• ASSIGNMENT: Transcribe every record that appears below, exactly and in full.

(EXERCISE MATERIAL begins)

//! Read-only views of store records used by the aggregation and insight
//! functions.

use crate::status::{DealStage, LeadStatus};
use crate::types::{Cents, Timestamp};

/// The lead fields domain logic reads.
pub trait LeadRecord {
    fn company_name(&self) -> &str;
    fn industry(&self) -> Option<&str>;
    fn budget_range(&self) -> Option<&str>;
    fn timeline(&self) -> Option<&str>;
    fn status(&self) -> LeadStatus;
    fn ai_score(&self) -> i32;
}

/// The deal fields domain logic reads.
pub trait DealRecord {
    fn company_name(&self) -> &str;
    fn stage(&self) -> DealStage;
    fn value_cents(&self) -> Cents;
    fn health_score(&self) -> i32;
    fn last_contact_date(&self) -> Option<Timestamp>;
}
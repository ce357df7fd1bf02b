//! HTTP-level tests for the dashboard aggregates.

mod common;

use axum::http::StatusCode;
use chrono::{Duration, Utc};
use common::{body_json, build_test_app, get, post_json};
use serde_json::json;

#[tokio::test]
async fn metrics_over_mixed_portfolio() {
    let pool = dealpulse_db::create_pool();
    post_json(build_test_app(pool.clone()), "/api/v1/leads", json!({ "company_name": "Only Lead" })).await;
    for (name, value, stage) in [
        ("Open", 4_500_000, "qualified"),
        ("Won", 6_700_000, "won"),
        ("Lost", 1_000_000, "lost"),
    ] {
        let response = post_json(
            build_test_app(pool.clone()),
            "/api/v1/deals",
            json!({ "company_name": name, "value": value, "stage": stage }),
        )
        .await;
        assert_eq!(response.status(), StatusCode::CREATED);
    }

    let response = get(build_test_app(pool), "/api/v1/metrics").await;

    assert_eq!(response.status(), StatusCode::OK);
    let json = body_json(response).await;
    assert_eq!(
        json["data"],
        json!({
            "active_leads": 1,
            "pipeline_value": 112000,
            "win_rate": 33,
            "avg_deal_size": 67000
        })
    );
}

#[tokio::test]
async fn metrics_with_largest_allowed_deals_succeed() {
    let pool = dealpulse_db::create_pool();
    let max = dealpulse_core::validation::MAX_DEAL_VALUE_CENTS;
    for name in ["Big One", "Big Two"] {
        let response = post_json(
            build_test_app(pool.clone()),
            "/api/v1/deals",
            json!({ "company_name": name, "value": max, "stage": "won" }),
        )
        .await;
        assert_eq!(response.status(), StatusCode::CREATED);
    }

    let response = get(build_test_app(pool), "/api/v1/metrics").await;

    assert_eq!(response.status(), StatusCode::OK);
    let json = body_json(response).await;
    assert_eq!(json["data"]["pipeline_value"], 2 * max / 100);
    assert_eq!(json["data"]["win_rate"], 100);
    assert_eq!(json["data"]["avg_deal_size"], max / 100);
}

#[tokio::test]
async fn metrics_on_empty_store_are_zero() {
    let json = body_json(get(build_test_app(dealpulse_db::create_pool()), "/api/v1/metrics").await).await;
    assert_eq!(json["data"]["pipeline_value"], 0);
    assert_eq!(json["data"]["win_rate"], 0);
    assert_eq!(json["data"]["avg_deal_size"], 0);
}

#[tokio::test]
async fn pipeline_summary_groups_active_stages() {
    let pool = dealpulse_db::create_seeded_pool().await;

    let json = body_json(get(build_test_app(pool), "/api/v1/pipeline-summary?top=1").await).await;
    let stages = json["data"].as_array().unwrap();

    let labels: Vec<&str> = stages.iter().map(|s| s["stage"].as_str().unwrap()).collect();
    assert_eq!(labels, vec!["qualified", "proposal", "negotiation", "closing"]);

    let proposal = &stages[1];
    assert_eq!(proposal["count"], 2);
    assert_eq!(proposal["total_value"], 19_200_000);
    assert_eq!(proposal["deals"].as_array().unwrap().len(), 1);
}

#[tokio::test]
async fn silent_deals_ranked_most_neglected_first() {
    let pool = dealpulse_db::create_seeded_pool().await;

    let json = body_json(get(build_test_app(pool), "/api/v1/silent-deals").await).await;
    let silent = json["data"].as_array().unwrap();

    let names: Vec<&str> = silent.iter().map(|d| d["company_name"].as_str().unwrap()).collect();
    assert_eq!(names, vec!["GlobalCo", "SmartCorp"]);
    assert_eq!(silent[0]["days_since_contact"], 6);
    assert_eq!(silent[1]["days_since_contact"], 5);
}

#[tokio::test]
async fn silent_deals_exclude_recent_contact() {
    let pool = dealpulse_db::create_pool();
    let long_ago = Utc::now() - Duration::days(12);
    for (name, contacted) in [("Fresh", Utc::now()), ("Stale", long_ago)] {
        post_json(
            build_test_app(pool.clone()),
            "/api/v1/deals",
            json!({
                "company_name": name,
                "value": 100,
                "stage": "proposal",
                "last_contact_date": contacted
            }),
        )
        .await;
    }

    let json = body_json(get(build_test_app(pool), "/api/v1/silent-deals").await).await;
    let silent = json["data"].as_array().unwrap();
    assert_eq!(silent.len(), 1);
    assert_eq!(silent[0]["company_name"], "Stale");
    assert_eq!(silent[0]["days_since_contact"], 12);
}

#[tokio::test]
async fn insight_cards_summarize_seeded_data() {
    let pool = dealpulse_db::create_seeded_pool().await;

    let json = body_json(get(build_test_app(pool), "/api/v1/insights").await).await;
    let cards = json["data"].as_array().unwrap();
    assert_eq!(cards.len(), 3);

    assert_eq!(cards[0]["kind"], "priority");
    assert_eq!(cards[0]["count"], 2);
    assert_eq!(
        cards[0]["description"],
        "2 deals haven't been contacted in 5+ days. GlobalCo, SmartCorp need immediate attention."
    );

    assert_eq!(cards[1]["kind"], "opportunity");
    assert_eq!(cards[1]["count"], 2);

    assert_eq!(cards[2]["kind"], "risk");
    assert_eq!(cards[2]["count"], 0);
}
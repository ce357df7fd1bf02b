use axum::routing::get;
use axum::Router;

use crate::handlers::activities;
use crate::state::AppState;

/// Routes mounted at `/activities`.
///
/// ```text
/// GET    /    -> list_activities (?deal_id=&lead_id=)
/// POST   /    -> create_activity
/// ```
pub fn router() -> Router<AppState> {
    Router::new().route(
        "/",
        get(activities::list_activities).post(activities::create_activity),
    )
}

(EXERCISE MATERIAL ends)

• OUTPUT FOR THIS TASK:
//! Read-only views of store records used by the aggregation and insight
//! functions.

use crate::status::{DealStage, LeadStatus};
use crate::types::{Cents, Timestamp};

/// The lead fields domain logic reads.
pub trait LeadRecord {
    fn company_name(&self) -> &str;
    fn industry(&self) -> Option<&str>;
    fn budget_range(&self) -> Option<&str>;
    fn timeline(&self) -> Option<&str>;
    fn status(&self) -> LeadStatus;
    fn ai_score(&self) -> i32;
}

/// The deal fields domain logic reads.
pub trait DealRecord {
    fn company_name(&self) -> &str;
    fn stage(&self) -> DealStage;
    fn value_cents(&self) -> Cents;
    fn health_score(&self) -> i32;
    fn last_contact_date(&self) -> Option<Timestamp>;
}
repository ce357df7fd1bf02b
//! HTTP-level tests for the dashboard aggregates.

mod common;

use axum::http::StatusCode;
use chrono::{Duration, Utc};
use common::{body_json, build_test_app, get, post_json};
use serde_json::json;

#[tokio::test]
async fn metrics_over_mixed_portfolio() {
    let pool = dealpulse_db::create_pool();
    post_json(build_test_app(pool.clone()), "/api/v1/leads", json!({ "company_name": "Only Lead" })).await;
    for (name, value, stage) in [
        ("Open", 4_500_000, "qualified"),
        ("Won", 6_700_000, "won"),
        ("Lost", 1_000_000, "lost"),
    ] {
        let response = post_json(
            build_test_app(pool.clone()),
            "/api/v1/deals",
            json!({ "company_name": name, "value": value, "stage": stage }),
        )
        .await;
        assert_eq!(response.status(), StatusCode::CREATED);
    }

    let response = get(build_test_app(pool), "/api/v1/metrics").await;

    assert_eq!(response.status(), StatusCode::OK);
    let json = body_json(response).await;
    assert_eq!(
        json["data"],
        json!({
            "active_leads": 1,
            "pipeline_value": 112000,
            "win_rate": 33,
            "avg_deal_size": 67000
        })
    );
}

#[tokio::test]
async fn metrics_with_largest_allowed_deals_succeed() {
    let pool = dealpulse_db::create_pool();
    let max = dealpulse_core::validation::MAX_DEAL_VALUE_CENTS;
    for name in ["Big One", "Big Two"] {
        let response = post_json(
            build_test_app(pool.clone()),
            "/api/v1/deals",
            json!({ "company_name": name, "value": max, "stage": "won" }),
        )
        .await;
        assert_eq!(response.status(), StatusCode::CREATED);
    }

    let response = get(build_test_app(pool), "/api/v1/metrics").await;

    assert_eq!(response.status(), StatusCode::OK);
    let json = body_json(response).await;
    assert_eq!(json["data"]["pipeline_value"], 2 * max / 100);
    assert_eq!(json["data"]["win_rate"], 100);
    assert_eq!(json["data"]["avg_deal_size"], max / 100);
}

#[tokio::test]
async fn metrics_on_empty_store_are_zero() {
    let json = body_json(get(build_test_app(dealpulse_db::create_pool()), "/api/v1/metrics").await).await;
    assert_eq!(json["data"]["pipeline_value"], 0);
    assert_eq!(json["data"]["win_rate"], 0);
    assert_eq!(json["data"]["avg_deal_size"], 0);
}

#[tokio::test]
async fn pipeline_summary_groups_active_stages() {
    let pool = dealpulse_db::create_seeded_pool().await;

    let json = body_json(get(build_test_app(pool), "/api/v1/pipeline-summary?top=1").await).await;
    let stages = json["data"].as_array().unwrap();

    let labels: Vec<&str> = stages.iter().map(|s| s["stage"].as_str().unwrap()).collect();
    assert_eq!(labels, vec!["qualified", "proposal", "negotiation", "closing"]);

    let proposal = &stages[1];
    assert_eq!(proposal["count"], 2);
    assert_eq!(proposal["total_value"], 19_200_000);
    assert_eq!(proposal["deals"].as_array().unwrap().len(), 1);
}

#[tokio::test]
async fn silent_deals_ranked_most_neglected_first() {
    let pool = dealpulse_db::create_seeded_pool().await;

    let json = body_json(get(build_test_app(pool), "/api/v1/silent-deals").await).await;
    let silent = json["data"].as_array().unwrap();

    let names: Vec<&str> = silent.iter().map(|d| d["company_name"].as_str().unwrap()).collect();
    assert_eq!(names, vec!["GlobalCo", "SmartCorp"]);
    assert_eq!(silent[0]["days_since_contact"], 6);
    assert_eq!(silent[1]["days_since_contact"], 5);
}

#[tokio::test]
async fn silent_deals_exclude_recent_contact() {
    let pool = dealpulse_db::create_pool();
    let long_ago = Utc::now() - Duration::days(12);
    for (name, contacted) in [("Fresh", Utc::now()), ("Stale", long_ago)] {
        post_json(
            build_test_app(pool.clone()),
            "/api/v1/deals",
            json!({
                "company_name": name,
                "value": 100,
                "stage": "proposal",
                "last_contact_date": contacted
            }),
        )
        .await;
    }

    let json = body_json(get(build_test_app(pool), "/api/v1/silent-deals").await).await;
    let silent = json["data"].as_array().unwrap();
    assert_eq!(silent.len(), 1);
    assert_eq!(silent[0]["company_name"], "Stale");
    assert_eq!(silent[0]["days_since_contact"], 12);
}

#[tokio::test]
async fn insight_cards_summarize_seeded_data() {
    let pool = dealpulse_db::create_seeded_pool().await;

    let json = body_json(get(build_test_app(pool), "/api/v1/insights").await).await;
    let cards = json["data"].as_array().unwrap();
    assert_eq!(cards.len(), 3);

    assert_eq!(cards[0]["kind"], "priority");
    assert_eq!(cards[0]["count"], 2);
    assert_eq!(
        cards[0]["description"],
        "2 deals haven't been contacted in 5+ days. GlobalCo, SmartCorp need immediate attention."
    );

    assert_eq!(cards[1]["kind"], "opportunity");
    assert_eq!(cards[1]["count"], 2);

    assert_eq!(cards[2]["kind"], "risk");
    assert_eq!(cards[2]["count"], 0);
}
repository ce357df7fd1bf02b
use axum::routing::get;
use axum::Router;

use crate::handlers::activities;
use crate::state::AppState;

/// Routes mounted at `/activities`.
///
/// ```text
/// GET    /    -> list_activities (?deal_id=&lead_id=)
/// POST   /    -> create_activity
/// ```
pub fn router() -> Router<AppState> {
    Router::new().route(
        "/",
        get(activities::list_activities).post(activities::create_activity),
    )
}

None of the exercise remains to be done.